The group I'm in came up with a house rule that I think is kinda neat...
If your stunned, prior to declaration, (or action if an early hit stuns you before you act in a given round) you make a stun roll.
This is rolled on the MM chart. The difficulty is dependent on how many rounds of stun you currently have accumulated (and decreases as the number goes down). For 1 round of stun you use the light difficulty column, 2 is medium, 3 hard, and so on.

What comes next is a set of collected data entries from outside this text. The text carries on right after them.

//! Example: extract a tempo curve from a synthetic variable-tempo beat grid
//!
//! Run with `RUST_LOG=debug` to see the per-stage trace.

use tempo_contour::{extract_tempo_curve, CurveConfig};

fn main() -> Result<(), Box<dyn std::error::Error>> {
    // Initialize logger
    env_logger::init();

    // A track that holds 110 BPM, ramps to 140 BPM, then holds again:
    // stand-in for the beat timestamps an external beat tracker would emit
    let mut beat_times = Vec::new();
    let mut t = 0.0f32;
    for i in 0..160 {
        beat_times.push(t);
        let bpm = match i {
            0..=49 => 110.0,
            50..=109 => 110.0 + (i - 49) as f32 * 0.5,
            _ => 140.0,
        };
        t += 60.0 / bpm;
    }

    let config = CurveConfig::default();
    let result = extract_tempo_curve(&beat_times, &config)?;

    println!("Tempo curve ({} samples):", result.curve.len());
    println!("{}", serde_json::to_string_pretty(&result.to_bpm_map())?);
    println!(
        "Suppressed outliers: {}, processing time: {:.2} ms",
        result.metadata.suppressed_outliers, result.metadata.processing_time_ms
    );

    Ok(())
}
//! Gaussian curve smoothing
//!
//! Suppresses sample-to-sample jitter while preserving the shape of genuine
//! tempo ramps. A centered Gaussian kernel is used instead of a moving
//! average, which flattens ramps asymmetrically at the edges.
//!
//! Boundary handling: the kernel is re-normalized over the taps that overlap
//! valid input, so a constant input comes back as the same constant all the
//! way to the edges. Implicit zero-padding would depress the first and last
//! ~3 sigma samples instead.

use crate::analysis::result::BpmSample;

/// Smooth the BPM values with a truncated Gaussian kernel
///
/// # Arguments
///
/// * `samples` - BPM samples in time order
/// * `sigma` - Kernel standard deviation in samples (must be positive;
///   validated upstream by [`CurveConfig::validate`](crate::config::CurveConfig::validate))
///
/// # Returns
///
/// Smoothed samples; cardinality and timestamps unchanged.
pub fn gaussian_smooth(samples: &[BpmSample], sigma: f32) -> Vec<BpmSample> {
    if samples.is_empty() {
        return Vec::new();
    }

    // Kernel covers +/- 3 sigma, radius at least 1
    let radius = ((3.0 * sigma).ceil() as usize).max(1);
    let kernel = gaussian_kernel(radius, sigma);

    let n = samples.len();
    let mut out = Vec::with_capacity(n);

    for i in 0..n {
        let mut acc = 0.0f32;
        let mut weight = 0.0f32;

        for (k, &w) in kernel.iter().enumerate() {
            // Tap offset relative to the center sample
            let j = i as isize + k as isize - radius as isize;
            if j < 0 || j >= n as isize {
                continue;
            }
            acc += w * samples[j as usize].bpm;
            weight += w;
        }

        // weight > 0 always holds: the center tap itself is in range
        out.push(BpmSample {
            time_sec: samples[i].time_sec,
            bpm: acc / weight,
        });
    }

    out
}

/// Normalized Gaussian kernel of length `2 * radius + 1`
fn gaussian_kernel(radius: usize, sigma: f32) -> Vec<f32> {
    let mut kernel = Vec::with_capacity(2 * radius + 1);
    let denom = 2.0 * sigma * sigma;

    for i in 0..(2 * radius + 1) {
        let x = i as f32 - radius as f32;
        kernel.push((-(x * x) / denom).exp());
    }

    let sum: f32 = kernel.iter().sum();
    for w in kernel.iter_mut() {
        *w /= sum;
    }

    kernel
}

#[cfg(test)]
mod tests {
    use super::*;

    fn make_samples(bpms: &[f32]) -> Vec<BpmSample> {
        bpms.iter()
            .enumerate()
            .map(|(i, &bpm)| BpmSample {
                time_sec: i as f32 * 0.5,
                bpm,
            })
            .collect()
    }

    #[test]
    fn test_identity_on_constant_input() {
        // Must hold at the edges too, which is what the renormalized
        // boundary policy buys
        let samples = make_samples(&[120.0; 10]);
        let out = gaussian_smooth(&samples, 1.2);

        assert_eq!(out.len(), samples.len());
        for sample in &out {
            assert!(
                (sample.bpm - 120.0).abs() < 1e-4,
                "constant input changed: {}",
                sample.bpm
            );
        }
    }

    #[test]
    fn test_short_input_identity_on_constant() {
        // Input shorter than the kernel
        let samples = make_samples(&[95.0, 95.0]);
        let out = gaussian_smooth(&samples, 1.2);

        for sample in &out {
            assert!((sample.bpm - 95.0).abs() < 1e-4);
        }
    }

    #[test]
    fn test_jitter_reduced() {
        // Alternating +/-4 BPM jitter around 120 should contract toward 120
        let bpms: Vec<f32> = (0..20)
            .map(|i| if i % 2 == 0 { 124.0 } else { 116.0 })
            .collect();
        let samples = make_samples(&bpms);
        let out = gaussian_smooth(&samples, 1.2);

        let max_dev_in = bpms.iter().map(|b| (b - 120.0).abs()).fold(0.0, f32::max);
        let max_dev_out = out
            .iter()
            .skip(2)
            .take(16)
            .map(|s| (s.bpm - 120.0).abs())
            .fold(0.0, f32::max);

        assert!(
            max_dev_out < max_dev_in / 2.0,
            "jitter not reduced: {} vs {}",
            max_dev_out,
            max_dev_in
        );
    }

    #[test]
    fn test_ramp_shape_preserved() {
        // A linear ramp should stay monotonic after smoothing
        let bpms: Vec<f32> = (0..30).map(|i| 100.0 + i as f32 * 1.5).collect();
        let samples = make_samples(&bpms);
        let out = gaussian_smooth(&samples, 1.2);

        for pair in out.windows(2) {
            assert!(
                pair[1].bpm >= pair[0].bpm - 1e-3,
                "ramp no longer monotonic: {} -> {}",
                pair[0].bpm,
                pair[1].bpm
            );
        }
        // Interior of the ramp is reproduced nearly exactly
        for (i, sample) in out.iter().enumerate().skip(4).take(22) {
            assert!((sample.bpm - bpms[i]).abs() < 0.1);
        }
    }

    #[test]
    fn test_timestamps_unchanged() {
        let samples = make_samples(&[100.0, 110.0, 105.0, 112.0, 108.0]);
        let out = gaussian_smooth(&samples, 1.2);

        for (a, b) in out.iter().zip(samples.iter()) {
            assert_eq!(a.time_sec, b.time_sec);
        }
    }

    #[test]
    fn test_empty_input() {
        assert!(gaussian_smooth(&[], 1.2).is_empty());
    }

    #[test]
    fn test_kernel_normalized() {
        for &(radius, sigma) in &[(1usize, 0.5f32), (4, 1.2), (9, 3.0)] {
            let kernel = gaussian_kernel(radius, sigma);
            assert_eq!(kernel.len(), 2 * radius + 1);
            let sum: f32 = kernel.iter().sum();
            assert!((sum - 1.0).abs() < 1e-5);
            // Symmetric around the center tap
            assert!((kernel[0] - kernel[kernel.len() - 1]).abs() < 1e-6);
        }
    }
}
//! Error types for the tempo curve pipeline

use std::fmt;

/// Errors that can abort a pipeline run
///
/// Recoverable conditions (insufficient beats, degenerate intervals, a
/// percussion stem that fails to load) are reported through
/// [`CurveMetadata`](crate::analysis::metadata::CurveMetadata) or the
/// source-selection report instead of this enum.
#[derive(Debug, Clone)]
pub enum CurveError {
    /// Invalid input (e.g. beat timestamps out of order)
    InvalidInput(String),

    /// Invalid configuration parameters, rejected before processing begins
    InvalidConfig(String),

    /// Audio decoding error
    Decoding(String),
}

impl fmt::Display for CurveError {
    fn fmt(&self, f: &mut fmt::Formatter<'_>) -> fmt::Result {
        match self {
            CurveError::InvalidInput(msg) => write!(f, "Invalid input: {}", msg),
            CurveError::InvalidConfig(msg) => write!(f, "Invalid configuration: {}", msg),
            CurveError::Decoding(msg) => write!(f, "Decoding error: {}", msg),
        }
    }
}

impl std::error::Error for CurveError {}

Note that if the PC has accumulated 3 rounds of stun this roll will be made 3 times, in each of the 3 rounds.
Your roll is open-ended, modified by your stunned manuvering skill (or SD * 3, if no skill) and -100, (the GM may also modify it with willpower, importance of the action, bonuses like adrenal moves).
The number that results from the MM chart is the % of normal activity you can perform (without any stunned modifier) in a round.

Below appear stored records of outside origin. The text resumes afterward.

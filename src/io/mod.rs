//! Audio I/O
//!
//! Audio decoding to mono sample buffers using Symphonia.

pub mod decoder;
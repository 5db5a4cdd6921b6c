//! Run metadata and diagnostics

use serde::{Deserialize, Serialize};

/// Metadata describing one pipeline run
///
/// Recoverable conditions surface here as counters and warning strings
/// instead of errors, so callers can observe them without the run failing.
#[derive(Debug, Clone, Serialize, Deserialize)]
pub struct CurveMetadata {
    /// Number of beat timestamps received
    pub beat_count: usize,

    /// Number of raw per-interval BPM samples derived (beat_count - 1)
    pub raw_sample_count: usize,

    /// Zero-length inter-beat intervals that were epsilon-corrected
    pub degenerate_intervals: usize,

    /// Outlier samples replaced by the suppressor
    pub suppressed_outliers: usize,

    /// Whether the curve was aggregated into fixed windows
    pub aggregated: bool,

    /// Input had fewer beats than the configured floor; the curve is empty
    pub insufficient_beats: bool,

    /// Processing time in milliseconds
    pub processing_time_ms: f32,

    /// Algorithm version
    pub algorithm_version: String,

    /// Non-fatal diagnostics accumulated during the run
    pub warnings: Vec<String>,
}

impl Default for CurveMetadata {
    fn default() -> Self {
        Self {
            beat_count: 0,
            raw_sample_count: 0,
            degenerate_intervals: 0,
            suppressed_outliers: 0,
            aggregated: false,
            insufficient_beats: false,
            processing_time_ms: 0.0,
            algorithm_version: env!("CARGO_PKG_VERSION").to_string(),
            warnings: vec![],
        }
    }
}
//! Robust outlier suppression
//!
//! Bounds the influence of spurious BPM values (missed or doubled beat
//! detections) without assuming a Gaussian distribution of tempos. Genuine
//! tempo changes are not noise and must survive; the median absolute
//! deviation is far less sensitive to them than a standard deviation.
//!
//! # Algorithm
//!
//! 1. Compute the median and `MAD = median(|x - median|)` over all samples
//! 2. Robust z-score per sample: `z = 0.6745 * (x - median) / MAD`; when
//!    MAD == 0 the score is taken at its limit (zero on the median, infinite
//!    off it), so a constant-tempo array passes through unchanged
//! 3. Samples with `|z|` above the threshold are *replaced* by the median
//!    (not clipped to a bound); the replacement value is chosen by
//!    [`OutlierPolicy`]

use crate::analysis::result::BpmSample;

/// Rescales MAD to behave like a standard deviation under a normal assumption
const MAD_TO_SIGMA: f32 = 0.6745;

/// Replacement policy for suppressed outliers
///
/// The robust z-score is always computed from the global median and MAD; the
/// policy only decides what value replaces a flagged sample. Global-median
/// replacement is the canonical default. For long pieces with genuine
/// multi-section tempo shifts the global median can be too aggressive; a
/// windowed replacement keeps the substitute local to the section.
#[derive(Debug, Clone, Copy, PartialEq, Eq)]
pub enum OutlierPolicy {
    /// No suppression; the raw samples pass through unchanged
    Off,
    /// Replace flagged samples with the global median
    GlobalMedian,
    /// Replace flagged samples with the median of a centered window of the
    /// given size (clamped at the array edges)
    WindowedMedian {
        /// Window size in samples; must be > 0
        window: usize,
    },
}

/// Suppress statistically anomalous BPM samples
///
/// # Arguments
///
/// * `samples` - BPM samples in time order
/// * `policy` - Replacement policy (see [`OutlierPolicy`])
/// * `z_threshold` - Robust z-score threshold (typically 3.0)
///
/// # Returns
///
/// Tuple of (suppressed samples, replaced count). Cardinality and timestamps
/// are unchanged; only `bpm` values of flagged samples differ from the input.
pub fn suppress_outliers(
    samples: &[BpmSample],
    policy: OutlierPolicy,
    z_threshold: f32,
) -> (Vec<BpmSample>, usize) {
    if samples.is_empty() || policy == OutlierPolicy::Off {
        return (samples.to_vec(), 0);
    }

    let bpms: Vec<f32> = samples.iter().map(|s| s.bpm).collect();
    let center = median(&bpms);

    let deviations: Vec<f32> = bpms.iter().map(|&x| (x - center).abs()).collect();
    let mad = median(&deviations);

    let mut out = samples.to_vec();
    let mut replaced = 0usize;

    for (i, sample) in out.iter_mut().enumerate() {
        // MAD == 0 means the majority of samples sit exactly on the median;
        // in that limit the robust z-score is infinite for any deviation at
        // all. A constant-tempo array therefore passes through unchanged.
        let anomalous = if mad == 0.0 {
            sample.bpm != center
        } else {
            let z = MAD_TO_SIGMA * (sample.bpm - center) / mad;
            z.abs() > z_threshold
        };

        if anomalous {
            sample.bpm = match policy {
                OutlierPolicy::GlobalMedian => center,
                OutlierPolicy::WindowedMedian { window } => windowed_median(&bpms, i, window),
                OutlierPolicy::Off => unreachable!(),
            };
            replaced += 1;
        }
    }

    if replaced > 0 {
        log::debug!(
            "Suppressed {} outlier(s) of {} samples (median {:.2} BPM, MAD {:.3})",
            replaced,
            out.len(),
            center,
            mad
        );
    }

    (out, replaced)
}

/// Median with midpoint interpolation for even-length input
fn median(values: &[f32]) -> f32 {
    debug_assert!(!values.is_empty());

    let mut sorted = values.to_vec();
    sorted.sort_unstable_by(f32::total_cmp);

    let mid = sorted.len() / 2;
    if sorted.len() % 2 == 0 {
        (sorted[mid - 1] + sorted[mid]) / 2.0
    } else {
        sorted[mid]
    }
}

/// Median of a centered window around `index`, clamped at the array edges
fn windowed_median(values: &[f32], index: usize, window: usize) -> f32 {
    let half = window / 2;
    let start = index.saturating_sub(half);
    let end = (index + half + 1).min(values.len());
    median(&values[start..end])
}
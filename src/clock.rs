//! Time sources for bucket refill math.

use std::sync::atomic::{AtomicU64, Ordering};

/// Clock abstraction so refill timing can be faked in tests.
///
/// Values are epoch milliseconds. Every gateway process sharing a Redis
/// store writes these timestamps into the same records, so production clocks
/// must be wall clocks rather than process-local monotonic ones.
pub trait Clock: Send + Sync + std::fmt::Debug {
    fn now_millis(&self) -> u64;
}

/// Wall clock backed by `chrono::Utc::now()`.
#[derive(Debug, Clone, Copy, Default)]
pub struct SystemClock;

impl Clock for SystemClock {
    fn now_millis(&self) -> u64 {
        u64::try_from(chrono::Utc::now().timestamp_millis()).unwrap_or(0)
    }
}

/// Manually driven clock for tests and simulations.
#[derive(Debug, Default)]
pub struct ManualClock {
    now: AtomicU64,
}

impl ManualClock {
    /// Create a clock frozen at `now_ms`.
    pub fn new(now_ms: u64) -> Self {
        Self {
            now: AtomicU64::new(now_ms),
        }
    }

    /// Jump to an absolute time.
    pub fn set(&self, now_ms: u64) {
        self.now.store(now_ms, Ordering::SeqCst);
    }

    /// Move the clock forward by `delta_ms`.
    pub fn advance(&self, delta_ms: u64) {
        self.now.fetch_add(delta_ms, Ordering::SeqCst);
    }
}

impl Clock for ManualClock {
    fn now_millis(&self) -> u64 {
        self.now.load(Ordering::SeqCst)
    }
}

This has 4 primary effects...
1. The usefulness of your stunned manuvering skill is relative to the damage (round of stun) you've received. A super fighter with a skill bonus of 100 in stunned manuvering can pretty eaisly shrug off 1 round of stun, but 5 rounds is a LOT harder.
2. There's the possibility that getting stunned will knock you off your feet, or worse. Standing around dazed by 3 rounds of stun could cause you to trip an fall... if you roll low enough on the MM chart you can injure yourself. This makes it so a buff enemy who's got 10 rounds of stun usually just falls down and knocks himself out, rather then just getting wailed on by the PC's for a hour of game time.

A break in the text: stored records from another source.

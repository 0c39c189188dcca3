//! Rate limiting logic and state management.

mod backend;
mod bucket;
mod distributed;
mod key;
mod limiter;
mod local;
mod plans;

pub use backend::{BackendError, BucketBackend, ConsumeOutcome};
pub use bucket::{apply, refund, retry_after, Applied, BucketState, TokenBucketConfig};
pub use distributed::DistributedBackend;
pub use key::{ScopeKey, TenantKey};
pub use limiter::{Decision, HierarchicalLimiter, LimiterBuilder, Scope};
pub use local::LocalBackend;
pub use plans::{Plan, PlanLimits, PlanTable};
//! Subscription plans and the bucket sizes they map to.
//!
//! Each plan carries two bucket configurations: the tenant-wide organization
//! bucket and the smaller per-region bucket nested under it.

use serde::{Deserialize, Serialize};

use super::bucket::TokenBucketConfig;
use crate::error::{GatekeeperError, Result};

/// Subscription tier of a tenant.
#[derive(Debug, Clone, Copy, PartialEq, Eq, Hash, Default, Serialize, Deserialize)]
#[serde(rename_all = "lowercase")]
pub enum Plan {
    #[default]
    Free,
    Pro,
    Enterprise,
}

impl Plan {
    /// Parse a plan name. Unknown and empty values fall back to `Free`.
    pub fn from_name(name: &str) -> Self {
        match name.trim().to_ascii_lowercase().as_str() {
            "enterprise" => Plan::Enterprise,
            "pro" => Plan::Pro,
            _ => Plan::Free,
        }
    }

    /// Lowercase plan name.
    pub fn as_str(&self) -> &'static str {
        match self {
            Plan::Free => "free",
            Plan::Pro => "pro",
            Plan::Enterprise => "enterprise",
        }
    }
}

impl std::fmt::Display for Plan {
    fn fmt(&self, f: &mut std::fmt::Formatter<'_>) -> std::fmt::Result {
        f.write_str(self.as_str())
    }
}

/// Bucket configurations for one plan.
#[derive(Debug, Clone, Copy, PartialEq, Serialize, Deserialize)]
pub struct PlanLimits {
    /// Tenant-wide ceiling
    pub organization: TokenBucketConfig,
    /// Per-region share of the tenant allowance
    pub region: TokenBucketConfig,
}

impl PlanLimits {
    /// Create limits from organization and region configurations.
    pub fn new(organization: TokenBucketConfig, region: TokenBucketConfig) -> Self {
        Self {
            organization,
            region,
        }
    }

    fn validate(&self, plan: Plan) -> Result<()> {
        for (scope, cfg) in [("organization", &self.organization), ("region", &self.region)] {
            if !(cfg.capacity.is_finite() && cfg.capacity > 0.0) {
                return Err(GatekeeperError::Config(format!(
                    "{} {} capacity must be a positive number, got {}",
                    plan, scope, cfg.capacity
                )));
            }
            if !(cfg.refill_per_sec.is_finite() && cfg.refill_per_sec >= 0.0) {
                return Err(GatekeeperError::Config(format!(
                    "{} {} refill_per_sec must be a non-negative number, got {}",
                    plan, scope, cfg.refill_per_sec
                )));
            }
        }

        // No single region may be able to drain the whole tenant allowance.
        if self.region.capacity >= self.organization.capacity {
            return Err(GatekeeperError::Config(format!(
                "{} region capacity ({}) must be smaller than organization capacity ({})",
                plan, self.region.capacity, self.organization.capacity
            )));
        }
        if self.region.refill_per_sec > self.organization.refill_per_sec {
            return Err(GatekeeperError::Config(format!(
                "{} region refill ({}/s) exceeds organization refill ({}/s)",
                plan, self.region.refill_per_sec, self.organization.refill_per_sec
            )));
        }

        Ok(())
    }
}

/// Limits for every plan, loaded once at startup.
#[derive(Debug, Clone, PartialEq, Serialize, Deserialize)]
pub struct PlanTable {
    #[serde(default = "default_free")]
    pub free: PlanLimits,
    #[serde(default = "default_pro")]
    pub pro: PlanLimits,
    #[serde(default = "default_enterprise")]
    pub enterprise: PlanLimits,
}

impl Default for PlanTable {
    fn default() -> Self {
        Self {
            free: default_free(),
            pro: default_pro(),
            enterprise: default_enterprise(),
        }
    }
}

fn default_free() -> PlanLimits {
    PlanLimits::new(TokenBucketConfig::new(30.0, 5.0), TokenBucketConfig::new(15.0, 3.0))
}

fn default_pro() -> PlanLimits {
    PlanLimits::new(TokenBucketConfig::new(300.0, 50.0), TokenBucketConfig::new(150.0, 25.0))
}

fn default_enterprise() -> PlanLimits {
    PlanLimits::new(
        TokenBucketConfig::new(3000.0, 500.0),
        TokenBucketConfig::new(1500.0, 250.0),
    )
}

impl PlanTable {
    /// Limits for a plan.
    pub fn limits(&self, plan: Plan) -> &PlanLimits {
        match plan {
            Plan::Free => &self.free,
            Plan::Pro => &self.pro,
            Plan::Enterprise => &self.enterprise,
        }
    }

    /// Iterate over every plan and its limits.
    pub fn iter(&self) -> impl Iterator<Item = (Plan, &PlanLimits)> {
        [Plan::Free, Plan::Pro, Plan::Enterprise]
            .into_iter()
            .map(move |plan| (plan, self.limits(plan)))
    }

    /// Longest time any configured bucket needs to refill from empty.
    ///
    /// `None` if some bucket never refills.
    pub fn max_full_refill_ms(&self) -> Option<u64> {
        self.iter()
            .flat_map(|(_, limits)| [limits.organization, limits.region])
            .map(|cfg| cfg.full_refill_ms())
            .try_fold(0u64, |acc, ms| ms.map(|ms| acc.max(ms)))
    }

    /// Check every plan's limits for consistency.
    pub fn validate(&self) -> Result<()> {
        self.iter().try_for_each(|(plan, limits)| limits.validate(plan))
    }
}

#[cfg(test)]
mod tests {
    use super::*;

    #[test]
    fn test_plan_from_name() {
        assert_eq!(Plan::from_name("enterprise"), Plan::Enterprise);
        assert_eq!(Plan::from_name(" Pro "), Plan::Pro);
        assert_eq!(Plan::from_name("free"), Plan::Free);
        assert_eq!(Plan::from_name("platinum"), Plan::Free);
        assert_eq!(Plan::from_name(""), Plan::Free);
    }

    #[test]
    fn test_default_table_is_valid() {
        let table = PlanTable::default();
        table.validate().unwrap();

        let free = table.limits(Plan::Free);
        assert_eq!(free.organization, TokenBucketConfig::new(30.0, 5.0));
        assert_eq!(free.region, TokenBucketConfig::new(15.0, 3.0));
        assert_eq!(table.max_full_refill_ms(), Some(6_000));
    }

    #[test]
    fn test_parse_plan_table() {
        let yaml = r#"
pro:
  organization:
    capacity: 100
    refill_per_sec: 10
  region:
    capacity: 40
    refill_per_sec: 4
"#;
        let table: PlanTable = serde_yaml::from_str(yaml).unwrap();
        assert_eq!(table.pro.organization.capacity, 100.0);
        assert_eq!(table.pro.region.refill_per_sec, 4.0);
        // Omitted plans keep their defaults
        assert_eq!(table.free, PlanTable::default().free);
        table.validate().unwrap();
    }

    #[test]
    fn test_region_must_be_smaller_than_organization() {
        let mut table = PlanTable::default();
        table.pro.region.capacity = table.pro.organization.capacity;

        let err = table.validate().unwrap_err();
        assert!(err.to_string().contains("pro region capacity"));
    }

    #[test]
    fn test_region_refill_cannot_exceed_organization() {
        let mut table = PlanTable::default();
        table.free.region.refill_per_sec = 6.0;
        assert!(table.validate().is_err());
    }

    #[test]
    fn test_invalid_capacity_rejected() {
        let mut table = PlanTable::default();
        table.enterprise.organization.capacity = f64::NAN;
        assert!(table.validate().is_err());

        let mut table = PlanTable::default();
        table.free.region.capacity = 0.0;
        assert!(table.validate().is_err());
    }

    #[test]
    fn test_never_refilling_bucket_has_no_refill_time() {
        let mut table = PlanTable::default();
        table.free.region.refill_per_sec = 0.0;
        table.validate().unwrap();
        assert_eq!(table.max_full_refill_ms(), None);
    }
}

3. It's possible to roll higher then 100% actions on the MM chart... This can either be ignored, or a "ARRRRrrrg, now I'm angry", response to being hit. The 'Suburb job' bonuses on the chart can be similarly ignored or interpreted as morale raising results from a Character getting hit hard and brushing it off like his invincible.
4. The average person, rolling a 50 with 1 round of stun will only have 30% activity.